I recently gave a speech to my local Toastmaster club about bog gardens and why someone might want to build one in their yard. The first question is always: what is a bog garden? Well, a bog garden is simply a small version of a swamp. Which leads me to the next obvious question: why on earth would anyone want a swamp in their yard????
Swamps are actually incredibly valuable pieces of our ecosystem. They are, essentially, the sewage treatment plants of our environment. Dirty wastewater filters into swamps where sediments drop out, chemicals are taken up and neutralized by plants, and water leaves the other end much cleaner than when it entered. We have traditionally taken these ares of our ecosystem for granted, often draining and filling them to make them more appealing. The smell can be pretty offensive at times, but imagine if all the world's waste runoff was hanging out in your backyard instead!
Having a bog garden in your backyard isn't going to solve the world's wastewater runoff problems because it's so small. So, what is the advantage of a bog garden?
One major advantage of building a bog garden is that you can use it to turn a problem into a solution. If you have a boggy, wet area in your yard, instead of trying to fight with it, use it! Turn that area into a beautiful place for plants to grow. Solve a problem and grow something beautiful. Two birds with one stone.
The other obvious reason to grow a bog garden is the unique and exciting plants that you can plant in a bog garden! Many of these plants won't do well in a traditional dry garden, so they would need a boggy spot to live in.
We have one such boggy spot in our yard. It is always water logged after rain, and stays so for many days. Instead of trying to fill it in, we decided to work with it. My husband boarded the area off for me earlier this year, and I finally got around to planting it this week.
Many bog plants are actually carnivorous plants. I'd be remiss as a biologist if I didn't mention that carnivorous is actually a misnomer, since plants don't eat anything. These plants do break down and dissolve insects, and they then use the nutrients gained from the breakdown of the insects to grow.
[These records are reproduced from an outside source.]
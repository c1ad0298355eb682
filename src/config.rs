use std::path::PathBuf;
use std::time::Duration;

use tracing::debug;

use crate::cli::Cli;

const DEFAULT_YTDLP: &str = "yt-dlp";

/// 运行期配置：命令行优先，其次环境变量 (clap 已处理)，最后默认值
#[derive(Debug, Clone)]
pub struct AppConfig {
    pub ytdlp_path: PathBuf,
    pub ffmpeg_path: Option<PathBuf>,
    pub item_delay: Duration,
}

impl Default for AppConfig {
    fn default() -> Self {
        Self {
            ytdlp_path: PathBuf::from(DEFAULT_YTDLP),
            ffmpeg_path: None,
            item_delay: Duration::from_secs(1),
        }
    }
}

impl AppConfig {
    pub fn from_cli(args: &Cli) -> Self {
        let config = Self {
            ytdlp_path: args
                .ytdlp_path
                .clone()
                .unwrap_or_else(|| PathBuf::from(DEFAULT_YTDLP)),
            ffmpeg_path: args.ffmpeg_path.clone(),
            item_delay: Duration::from_millis(args.delay_ms),
        };
        debug!("运行配置: {:?}", config);
        config
    }
}
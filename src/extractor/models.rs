use serde::Deserialize;
use serde_json::Value;

use crate::common::models::MediaKind;

/// `--dump-single-json` 的输出里用得到的字段
#[derive(Debug, Clone, Default, Deserialize)]
pub struct ProbeInfo {
    #[serde(default)]
    pub id: Option<String>,
    #[serde(default)]
    pub title: Option<String>,
    #[serde(default)]
    pub url: Option<String>,
    #[serde(default)]
    pub webpage_url: Option<String>,
    #[serde(default)]
    pub original_url: Option<String>,
    #[serde(default)]
    pub is_video: Option<bool>,
    #[serde(default)]
    pub formats: Option<Vec<Value>>,
    // 条目可能是 null 或者不是对象，先原样保留
    #[serde(default)]
    pub entries: Option<Vec<Value>>,
}

impl ProbeInfo {
    pub fn from_json(raw: &str) -> Result<Self, serde_json::Error> {
        serde_json::from_str(raw)
    }

    /// 有子条目就是轮播 (或播放列表)
    pub fn is_carousel(&self) -> bool {
        self.entries.as_ref().is_some_and(|entries| !entries.is_empty())
    }

    /// 子条目，无法解析的条目为 None
    pub fn entries(&self) -> Vec<Option<ProbeInfo>> {
        self.entries
            .as_deref()
            .unwrap_or_default()
            .iter()
            .map(|entry| match entry {
                Value::Object(_) => serde_json::from_value(entry.clone()).ok(),
                _ => None,
            })
            .collect()
    }

    /// 显式标记为视频，或者有可选的流格式
    pub fn kind(&self) -> MediaKind {
        let has_formats = self.formats.as_ref().is_some_and(|f| !f.is_empty());
        if self.is_video == Some(true) || has_formats {
            MediaKind::Video
        } else {
            MediaKind::Photo
        }
    }

    /// 用于下载的链接
    pub fn download_url(&self) -> Option<&str> {
        [&self.webpage_url, &self.original_url, &self.url]
            .into_iter()
            .flatten()
            .map(String::as_str)
            .find(|url| !url.is_empty())
    }

    /// 扁平解析时条目只有 id 或 url
    pub fn flat_id(&self) -> Option<&str> {
        [&self.id, &self.url]
            .into_iter()
            .flatten()
            .map(String::as_str)
            .find(|id| !id.is_empty())
    }
}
Sarracenia, often called pitcher plant, has pitchers that fill full of acid. Insects are attracted to the sweet smelling liquid inside, crawl in, and then get trapped by the downward facing hairs in the pitchers. The acids inside the pitcher then dissolve the insects.
|Sarracenia 'Carolina Yellow Jacket'|
My kids are hoping I'll acquire some venus fly traps to add to the collection. What are your favorite carnivorous plants?